- Armiger: Guam
- Adopted: 1946

= Seal of Guam =

Official government emblem of the U.S. territory of Guam

The seal of Guam appears in the middle of the flag of the United States territory of Guam. It depicts Agaña Bay near Hagåtña, a local proa and a coconut tree. Charles Alan Pownall approved the seal in 1946. It depicts a coconut palm on the shore with a sailboat nearby on the water. The name "Guam" appears in red across the center of the seal.

==Symbolism==
The coconut tree, also known as the Tree of Life, holds a dominant position on Guam's symbol. The shape of the seal is that of a Chamorro sling stone used as a weapon for warfare and hunting. The sling stone was quarried from basalt and coral. The coconut tree, growing in infertile sand, symbolizes self-sustenance and determination to grow and survive under any circumstance, with its fronds open to the sky—defies the elements to bend its will. Its bent trunk attests to a people which have been tested by famine, natural calamities, genocide and foreign wars but have continued to endure as a race. The seal also includes a flying Proa, a seagoing craft built by the Chamorro people, which was fast and agile in the water requiring great skill to build and sail.

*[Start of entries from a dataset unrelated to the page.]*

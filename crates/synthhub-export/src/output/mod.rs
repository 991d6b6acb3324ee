pub mod csv;
pub mod ndjson;
pub mod parquet;
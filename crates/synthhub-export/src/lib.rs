//! Multi-format snapshot exporter for Synthhub.
//!
//! This crate persists a generated bundle as CSV/NDJSON/Parquet/JSON
//! artifacts plus a manifest carrying checksums and summary statistics.
//! Export is a pure function of the bundle: re-running it over the same
//! bundle yields byte-identical files.

pub mod engine;
pub mod errors;
pub mod manifest;
pub mod model;
pub mod output;
pub mod readme;

pub use engine::export;
pub use errors::ExportError;
pub use manifest::{summarize, SnapshotManifest, SummaryStatistics};
pub use model::{Entity, EntityTable, ExportOptions, Format};
//! Deterministic record-synthesis engine for Synthhub.
//!
//! This crate turns `(record_count, seed)` into an internally consistent
//! snapshot bundle of persons, vehicles, and derived profiles. Identical
//! inputs always produce byte-identical output.

pub mod engine;
pub mod errors;
pub mod profiles;
pub mod rules;

pub use engine::{describe_generation_plan, generate};
pub use errors::GenerateError;
pub use profiles::derive_profiles;
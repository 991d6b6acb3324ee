//! HTTP error payloads.
//!
//! Every failure is serialized as `{"error": {"code", "message"}}` so
//! clients can branch on the stable code without parsing messages.

use actix_web::{http::StatusCode, HttpResponse, ResponseError};
use serde::{Deserialize, Serialize};

use synthhub_generate::GenerateError;

/// Stable machine-readable error codes.
#[derive(Debug, Clone, Copy, PartialEq, Eq, Serialize, Deserialize)]
#[serde(rename_all = "snake_case")]
pub enum ErrorCode {
    InvalidRequest,
    Unauthorized,
}

/// Error envelope returned by every endpoint.
#[derive(Debug, Clone, Serialize, Deserialize)]
pub struct ApiError {
    pub code: ErrorCode,
    pub message: String,
}

#[derive(Serialize)]
struct Envelope<'a> {
    error: &'a ApiError,
}

impl ApiError {
    pub fn invalid_request(message: impl Into<String>) -> Self {
        Self {
            code: ErrorCode::InvalidRequest,
            message: message.into(),
        }
    }

    pub fn unauthorized() -> Self {
        Self {
            code: ErrorCode::Unauthorized,
            message: "missing or invalid api key".to_string(),
        }
    }
}

impl From<GenerateError> for ApiError {
    fn from(err: GenerateError) -> Self {
        match err {
            GenerateError::InvalidArgument(message) => ApiError::invalid_request(message),
        }
    }
}

impl std::fmt::Display for ApiError {
    fn fmt(&self, f: &mut std::fmt::Formatter<'_>) -> std::fmt::Result {
        f.write_str(&self.message)
    }
}

impl ResponseError for ApiError {
    fn status_code(&self) -> StatusCode {
        match self.code {
            ErrorCode::InvalidRequest => StatusCode::BAD_REQUEST,
            ErrorCode::Unauthorized => StatusCode::UNAUTHORIZED,
        }
    }

    fn error_response(&self) -> HttpResponse {
        HttpResponse::build(self.status_code()).json(Envelope { error: self })
    }
}

/// Convenience alias for HTTP handlers.
pub type ApiResult<T> = Result<T, ApiError>;
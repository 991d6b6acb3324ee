//! Request body parsing and seed resolution.

use rand::Rng;
use serde::Deserialize;
use serde_json::Value;

use synthhub_core::DatasetSettings;

use crate::error::{ApiError, ApiResult};

/// Records returned when the body omits `records`.
pub const DEFAULT_RECORDS: u64 = 5;

/// Upper bound on the random seed drawn for `randomize` / `"random"`.
const RANDOM_SEED_BOUND: u64 = 1_000_000_000;

/// Body accepted by every generation endpoint. All fields are optional; an
/// absent body behaves like `{}`.
///
/// `records` and `seed` arrive as raw JSON values because the seed field
/// accepts both integers and the string `"random"`, and digit strings are
/// tolerated for both fields.
#[derive(Debug, Clone, Default, Deserialize)]
pub struct GenerateRequest {
    pub records: Option<Value>,
    pub seed: Option<Value>,
    #[serde(default)]
    pub randomize: bool,
}

/// Validated request parameters ready for the generator.
#[derive(Debug, Clone, Copy, PartialEq, Eq)]
pub struct ResolvedRequest {
    pub records: u64,
    pub seed: u64,
}

impl GenerateRequest {
    /// Validate the body against the settings, drawing a random seed when
    /// asked to.
    pub fn resolve(&self, settings: &DatasetSettings) -> ApiResult<ResolvedRequest> {
        let records = match &self.records {
            None => DEFAULT_RECORDS,
            Some(value) => parse_count(value)?,
        };

        let seed = if self.randomize {
            random_seed()
        } else {
            match &self.seed {
                None => settings.default_seed,
                Some(value) => match parse_seed(value)? {
                    Some(seed) => seed,
                    None => random_seed(),
                },
            }
        };

        Ok(ResolvedRequest { records, seed })
    }
}

fn random_seed() -> u64 {
    rand::rng().random_range(0..RANDOM_SEED_BOUND)
}

fn parse_count(value: &Value) -> ApiResult<u64> {
    let records = match value {
        Value::Number(number) => number.as_u64(),
        Value::String(text) => text.trim().parse::<u64>().ok(),
        _ => None,
    };
    match records {
        Some(records) if records > 0 => Ok(records),
        _ => Err(ApiError::invalid_request(
            "records must be a positive integer",
        )),
    }
}

/// `Ok(None)` means the caller asked for a random seed.
fn parse_seed(value: &Value) -> ApiResult<Option<u64>> {
    match value {
        Value::Number(number) => number
            .as_u64()
            .map(Some)
            .ok_or_else(|| ApiError::invalid_request("seed must be a non-negative integer")),
        Value::String(text) if text.trim().eq_ignore_ascii_case("random") => Ok(None),
        Value::String(text) => text.trim().parse::<u64>().map(Some).map_err(|_| {
            ApiError::invalid_request("seed must be an integer or the string \"random\"")
        }),
        _ => Err(ApiError::invalid_request(
            "seed must be an integer or the string \"random\"",
        )),
    }
}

The Hagåtña River channel, where fresh water rushes out to interact with the ocean, symbolizes a willingness to share the resources of the land with others. The permanence of the land mass of Hila'an in the background demonstrates the Chamorro's commitment to their homeland and environment, be it sea or land. Also in the background, "Ritidian" juts majestically into the endless waters of the sea, portraying the people's faithful commitment to passing their proud heritage, culture, and language to the endless sea of future generations. Ritidian is often mistaken for Two Lover's point; although, the famous location is not visible from the point in Agana Bay.